Those trying to lose weight are often told to not skip breakfast. A new UAB study shows that while an association exists between breakfast and weight management, the question of whether eating vs. skipping breakfast affects weight has not been answered by research.
Dietary Guidelines for Americans recommend eating a nutrient-dense breakfast to promote calorie balance and weight management, since not eating breakfast has been associated with excess body weight. A team led by David Allison, Ph.D., associate dean for science in the School of Public Health, said that studies designed to find links between two things, like breakfast habits and obesity, often do not prove that one causes the other.

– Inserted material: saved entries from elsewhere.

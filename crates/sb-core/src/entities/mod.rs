//! Entity structs for the Siteboard domain.
//!
//! Each entity maps to a table in both the local libSQL store and the Supabase
//! schema. All structs derive `Serialize`, `Deserialize`, and `JsonSchema`.

mod certificate;
mod personnel;
mod site;

pub use certificate::{Certificate, NewCertificate};
pub use personnel::{NewPersonnel, Personnel};
pub use site::{NewSite, Site, deserialize_coordinate};
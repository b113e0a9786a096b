use anyhow::Context;

use sb_config::SiteboardConfig;

use crate::cli::GlobalFlags;

/// Load `.env`, then the layered config, then apply command-line overrides.
pub fn load_config(flags: &GlobalFlags) -> anyhow::Result<SiteboardConfig> {
    let mut config =
        SiteboardConfig::load_with_dotenv().context("failed to load siteboard configuration")?;
    apply_overrides(&mut config, flags);
    Ok(config)
}

fn apply_overrides(config: &mut SiteboardConfig, flags: &GlobalFlags) {
    if let Some(ref url) = flags.api_url {
        config.client.base_url.clone_from(url);
    }
    if let Some(ref key) = flags.api_key {
        config.client.api_key.clone_from(key);
    }
}

#[cfg(test)]
mod tests {
    use super::*;
    use crate::cli::OutputFormat;

    #[test]
    fn flags_override_client_section() {
        let mut config = SiteboardConfig::default();
        let flags = GlobalFlags {
            format: OutputFormat::Json,
            api_url: Some("http://10.0.0.5:8080".into()),
            api_key: None,
        };
        apply_overrides(&mut config, &flags);
        assert_eq!(config.client.api_root(), "http://10.0.0.5:8080/api");
        assert!(config.client.api_key.is_empty());
    }
}
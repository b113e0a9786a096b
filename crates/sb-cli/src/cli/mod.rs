use clap::Parser;

pub mod global;
pub mod root_commands;
pub mod subcommands;

pub use global::{GlobalFlags, OutputFormat};
pub use root_commands::Commands;

/// Top-level CLI parser for the `siteboard` binary.
#[derive(Debug, Parser)]
#[command(
    name = "siteboard",
    version,
    about = "Siteboard - construction site assignment dashboard"
)]
pub struct Cli {
    #[command(subcommand)]
    pub command: Commands,

    /// Output format: json, table, raw, csv
    #[arg(short, long, global = true, default_value = "json")]
    pub format: OutputFormat,

    /// Quiet mode (errors only)
    #[arg(short, long, global = true)]
    pub quiet: bool,

    /// Verbose mode (debug logging)
    #[arg(short, long, global = true)]
    pub verbose: bool,

    /// API server root, overriding `client.base_url`
    #[arg(long, global = true)]
    pub api_url: Option<String>,

    /// API key, overriding `client.api_key`
    #[arg(long, global = true)]
    pub api_key: Option<String>,
}

impl Cli {
    #[must_use]
    pub fn global_flags(&self) -> GlobalFlags {
        GlobalFlags {
            format: self.format,
            api_url: self.api_url.clone(),
            api_key: self.api_key.clone(),
        }
    }
}
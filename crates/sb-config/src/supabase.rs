//! Supabase (PostgREST) configuration.

use serde::{Deserialize, Serialize};

const fn default_timeout_secs() -> u64 {
    10
}

#[derive(Debug, Clone, Deserialize, Serialize)]
pub struct SupabaseConfig {
    /// Project URL (e.g., `https://abcd.supabase.co`).
    #[serde(default)]
    pub url: String,

    /// Service-role or anon key, sent as both `apikey` and bearer token.
    #[serde(default)]
    pub key: String,

    #[serde(default = "default_timeout_secs")]
    pub timeout_secs: u64,
}

impl Default for SupabaseConfig {
    fn default() -> Self {
        Self {
            url: String::new(),
            key: String::new(),
            timeout_secs: default_timeout_secs(),
        }
    }
}

impl SupabaseConfig {
    pub fn is_configured(&self) -> bool {
        !self.url.is_empty() && !self.key.is_empty()
    }

    /// PostgREST root: `{url}/rest/v1`.
    pub fn rest_url(&self) -> String {
        format!("{}/rest/v1", self.url.trim_end_matches('/'))
    }
}

#[cfg(test)]
mod tests {
    use super::*;

    #[test]
    fn defaults_are_not_configured() {
        let config = SupabaseConfig::default();
        assert!(!config.is_configured());
        assert_eq!(config.timeout_secs, 10);
    }

    #[test]
    fn rest_url_strips_trailing_slash() {
        let config = SupabaseConfig {
            url: "https://abcd.supabase.co/".into(),
            key: "k".into(),
            ..SupabaseConfig::default()
        };
        assert!(config.is_configured());
        assert_eq!(config.rest_url(), "https://abcd.supabase.co/rest/v1");
    }
}
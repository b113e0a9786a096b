use sb_config::SiteboardConfig;

use crate::cli::GlobalFlags;
use crate::commands::shared::client;
use crate::output::output;

/// Handle `siteboard health`.
pub async fn handle(config: &SiteboardConfig, flags: &GlobalFlags) -> anyhow::Result<()> {
    let health = client(config)?.health().await?;
    output(&health, flags.format)
}
use clap::Parser;

mod bootstrap;
mod cli;
mod commands;
mod output;

#[tokio::main]
async fn main() {
    if let Err(error) = run().await {
        eprintln!("siteboard error: {error:#}");
        std::process::exit(1);
    }
}

async fn run() -> anyhow::Result<()> {
    let cli = cli::Cli::parse();
    init_tracing(cli.quiet, cli.verbose)?;

    let flags = cli.global_flags();
    if let cli::Commands::Schema(args) = &cli.command {
        return commands::schema::handle(args, &flags);
    }

    let config = bootstrap::load_config(&flags)?;
    commands::dispatch::dispatch(cli.command, config, &flags).await
}

fn init_tracing(quiet: bool, verbose: bool) -> anyhow::Result<()> {
    let level = if quiet {
        "error"
    } else if verbose {
        "debug"
    } else {
        "warn"
    };

    let filter = tracing_subscriber::EnvFilter::try_from_env("SITEBOARD_LOG")
        .unwrap_or_else(|_| tracing_subscriber::EnvFilter::new(level));

    tracing_subscriber::fmt()
        .with_env_filter(filter)
        .with_writer(std::io::stderr)
        .try_init()
        .map_err(|error| anyhow::anyhow!("failed to initialize tracing subscriber: {error}"))?;

    Ok(())
}
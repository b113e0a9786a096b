//! Personnel repository.

use chrono::Utc;

use sb_core::entities::{NewPersonnel, Personnel};
use sb_core::enums::EntityType;
use sb_core::errors::CoreError;
use sb_core::filters::PersonnelFilter;
use sb_core::ids;
use sb_core::updates::PersonnelUpdate;

use crate::error::DatabaseError;
use crate::helpers::{date_param, get_opt_date, get_opt_string, get_u32, opt_text, parse_datetime, parse_enum};
use crate::service::SiteService;

const SELECT_COLS: &str = "id, name, role, affiliation, phone, email, certificates_held, status, \
     current_site_count, notes, hired_on, created_at, updated_at";

fn row_to_personnel(row: &libsql::Row) -> Result<Personnel, DatabaseError> {
    Ok(Personnel {
        id: row.get(0)?,
        name: row.get(1)?,
        role: row.get(2)?,
        affiliation: get_opt_string(row, 3)?,
        phone: get_opt_string(row, 4)?,
        email: get_opt_string(row, 5)?,
        certificates_held: get_opt_string(row, 6)?,
        status: parse_enum(&row.get::<String>(7)?)?,
        current_site_count: get_u32(row, 8)?,
        notes: get_opt_string(row, 9)?,
        hired_on: get_opt_date(row, 10)?,
        created_at: parse_datetime(&row.get::<String>(11)?)?,
        updated_at: parse_datetime(&row.get::<String>(12)?)?,
    })
}

pub(crate) async fn insert_personnel(
    conn: &libsql::Connection,
    person: &Personnel,
) -> Result<(), DatabaseError> {
    conn.execute(
        &format!(
            "INSERT INTO personnel ({SELECT_COLS})
             VALUES (?1, ?2, ?3, ?4, ?5, ?6, ?7, ?8, ?9, ?10, ?11, ?12, ?13)"
        ),
        libsql::params_from_iter(vec![
            libsql::Value::from(person.id.as_str()),
            person.name.as_str().into(),
            person.role.as_str().into(),
            opt_text(person.affiliation.as_deref()),
            opt_text(person.phone.as_deref()),
            opt_text(person.email.as_deref()),
            opt_text(person.certificates_held.as_deref()),
            person.status.as_str().into(),
            i64::from(person.current_site_count).into(),
            opt_text(person.notes.as_deref()),
            date_param(person.hired_on),
            person.created_at.to_rfc3339().into(),
            person.updated_at.to_rfc3339().into(),
        ]),
    )
    .await?;
    Ok(())
}

impl SiteService {
    /// # Errors
    ///
    /// [`CoreError::Duplicate`] when the caller-supplied ID already exists.
    pub async fn create_personnel(&self, input: NewPersonnel) -> Result<Personnel, DatabaseError> {
        let _guard = self.lock().await;

        let id = match input.requested_id() {
            Some(requested) => {
                if self.find_personnel(requested).await?.is_some() {
                    return Err(CoreError::Duplicate {
                        entity: EntityType::Personnel,
                        id: requested.to_string(),
                    }
                    .into());
                }
                requested.to_string()
            }
            None => ids::personnel_id(),
        };

        let person = input.into_personnel(id, Utc::now());
        insert_personnel(self.db().conn(), &person).await?;
        tracing::debug!(personnel_id = %person.id, "personnel created");
        Ok(person)
    }

    /// # Errors
    ///
    /// [`CoreError::NotFound`] when no personnel has this ID.
    pub async fn get_personnel(&self, id: &str) -> Result<Personnel, DatabaseError> {
        self.find_personnel(id)
            .await?
            .ok_or_else(|| CoreError::not_found(EntityType::Personnel, id).into())
    }

    pub async fn find_personnel(&self, id: &str) -> Result<Option<Personnel>, DatabaseError> {
        let mut rows = self
            .db()
            .conn()
            .query(
                &format!("SELECT {SELECT_COLS} FROM personnel WHERE id = ?1"),
                [id],
            )
            .await?;
        match rows.next().await? {
            Some(row) => Ok(Some(row_to_personnel(&row)?)),
            None => Ok(None),
        }
    }

    pub async fn list_personnel(
        &self,
        filter: &PersonnelFilter,
    ) -> Result<Vec<Personnel>, DatabaseError> {
        let mut conditions = Vec::new();
        let mut params: Vec<libsql::Value> = Vec::new();

        if let Some(status) = filter.status {
            params.push(status.as_str().into());
            conditions.push(format!("status = ?{}", params.len()));
        }
        if let Some(ref role) = filter.role {
            params.push(role.as_str().into());
            conditions.push(format!("role = ?{}", params.len()));
        }

        let where_clause = if conditions.is_empty() {
            String::new()
        } else {
            format!("WHERE {}", conditions.join(" AND "))
        };

        let mut rows = self
            .db()
            .conn()
            .query(
                &format!("SELECT {SELECT_COLS} FROM personnel {where_clause} ORDER BY id ASC"),
                libsql::params_from_iter(params),
            )
            .await?;
        let mut items = Vec::new();
        while let Some(row) = rows.next().await? {
            items.push(row_to_personnel(&row)?);
        }
        Ok(items)
    }

    /// # Errors
    ///
    /// [`CoreError::NotFound`] when no personnel has this ID.
    pub async fn update_personnel(
        &self,
        id: &str,
        update: &PersonnelUpdate,
    ) -> Result<Personnel, DatabaseError> {
        let _guard = self.lock().await;

        let mut sets = Vec::new();
        let mut params: Vec<libsql::Value> = Vec::new();

        if let Some(ref name) = update.name {
            params.push(name.trim().into());
            sets.push(format!("name = ?{}", params.len()));
        }
        if let Some(ref role) = update.role {
            params.push(role.trim().into());
            sets.push(format!("role = ?{}", params.len()));
        }
        if let Some(ref affiliation) = update.affiliation {
            params.push(opt_text(affiliation.as_deref()));
            sets.push(format!("affiliation = ?{}", params.len()));
        }
        if let Some(ref phone) = update.phone {
            params.push(opt_text(phone.as_deref()));
            sets.push(format!("phone = ?{}", params.len()));
        }
        if let Some(ref email) = update.email {
            params.push(opt_text(email.as_deref()));
            sets.push(format!("email = ?{}", params.len()));
        }
        if let Some(ref held) = update.certificates_held {
            params.push(opt_text(held.as_deref()));
            sets.push(format!("certificates_held = ?{}", params.len()));
        }
        if let Some(status) = update.status {
            params.push(status.as_str().into());
            sets.push(format!("status = ?{}", params.len()));
        }
        if let Some(ref notes) = update.notes {
            params.push(opt_text(notes.as_deref()));
            sets.push(format!("notes = ?{}", params.len()));
        }
        if let Some(hired_on) = update.hired_on {
            params.push(date_param(hired_on));
            sets.push(format!("hired_on = ?{}", params.len()));
        }

        params.push(Utc::now().to_rfc3339().into());
        sets.push(format!("updated_at = ?{}", params.len()));
        params.push(id.into());
        let sql = format!(
            "UPDATE personnel SET {} WHERE id = ?{}",
            sets.join(", "),
            params.len()
        );

        let changed = self
            .db()
            .conn()
            .execute(&sql, libsql::params_from_iter(params))
            .await?;
        if changed == 0 {
            return Err(CoreError::not_found(EntityType::Personnel, id).into());
        }
        tracing::debug!(personnel_id = id, fields = ?update.changed_fields(), "personnel updated");
        self.get_personnel(id).await
    }
}

#[cfg(test)]
mod tests {
    use pretty_assertions::assert_eq;
    use sb_core::enums::PersonnelStatus;
    use sb_core::updates::PersonnelUpdateBuilder;

    use super::*;
    use crate::test_support::helpers::{new_manager, test_service};

    #[tokio::test]
    async fn create_and_get() {
        let svc = test_service().await;
        let created = svc.create_personnel(new_manager("Kim")).await.unwrap();
        assert!(created.id.starts_with("PRS-"));
        assert_eq!(created.current_site_count, 0);

        let fetched = svc.get_personnel(&created.id).await.unwrap();
        assert_eq!(fetched, created);
    }

    #[tokio::test]
    async fn duplicate_requested_id_is_rejected() {
        let svc = test_service().await;
        let mut input = new_manager("Kim");
        input.id = Some("PRS-FIXED".into());
        svc.create_personnel(input.clone()).await.unwrap();
        let err = svc.create_personnel(input).await.unwrap_err();
        assert!(matches!(err, DatabaseError::Core(CoreError::Duplicate { .. })));
    }

    #[tokio::test]
    async fn list_filters_by_status_and_role() {
        let svc = test_service().await;
        svc.create_personnel(new_manager("Kim")).await.unwrap();
        let mut on_leave = new_manager("Park");
        on_leave.status = PersonnelStatus::OnLeave;
        svc.create_personnel(on_leave).await.unwrap();
        let mut engineer = new_manager("Lee");
        engineer.role = "engineer".into();
        svc.create_personnel(engineer).await.unwrap();

        let all = svc.list_personnel(&PersonnelFilter::default()).await.unwrap();
        assert_eq!(all.len(), 3);

        let available = svc
            .list_personnel(&PersonnelFilter {
                status: Some(PersonnelStatus::Available),
                ..Default::default()
            })
            .await
            .unwrap();
        assert_eq!(available.len(), 2);

        let engineers = svc
            .list_personnel(&PersonnelFilter {
                role: Some("engineer".into()),
                ..Default::default()
            })
            .await
            .unwrap();
        assert_eq!(engineers.len(), 1);
        assert_eq!(engineers[0].name, "Lee");
    }

    #[tokio::test]
    async fn update_changes_only_given_fields() {
        let svc = test_service().await;
        let created = svc.create_personnel(new_manager("Kim")).await.unwrap();

        let update = PersonnelUpdateBuilder::new()
            .phone(Some("010-9999-0000".into()))
            .status(PersonnelStatus::OnLeave)
            .build();
        let updated = svc.update_personnel(&created.id, &update).await.unwrap();
        assert_eq!(updated.phone.as_deref(), Some("010-9999-0000"));
        assert_eq!(updated.status, PersonnelStatus::OnLeave);
        assert_eq!(updated.name, "Kim");
    }

    #[tokio::test]
    async fn update_missing_is_not_found() {
        let svc = test_service().await;
        let err = svc
            .update_personnel("PRS-NOPE", &PersonnelUpdate::default())
            .await
            .unwrap_err();
        assert!(matches!(
            err,
            DatabaseError::Core(CoreError::NotFound {
                entity: EntityType::Personnel,
                ..
            })
        ));
    }
}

Andrew Brown, Ph.D., first author of the new study recently published online in the American Journal of Clinical Nutrition, spearheaded the examination of 92 studies about the proposed effect of breakfast on obesity (PEBO). The PEBO-related research literature, the authors found, seemed to be influenced by factors that led to exaggerated beliefs and statements about the purported effects of breakfast consumption on obesity. These include research that lacks probative value and biased research reporting.
Probative value is the extent to which a study can move knowledge forward from the current status quo. The authors explain that probative value of a given study on a topic tends to decrease as similar types of studies are repeated excessively.
“Another way to look at it is to ask, ‘Do we really feel any more confident about the relationship between skipping breakfast and obesity after the 78th compared to the 77th cross-sectional association study,’’’ Brown said.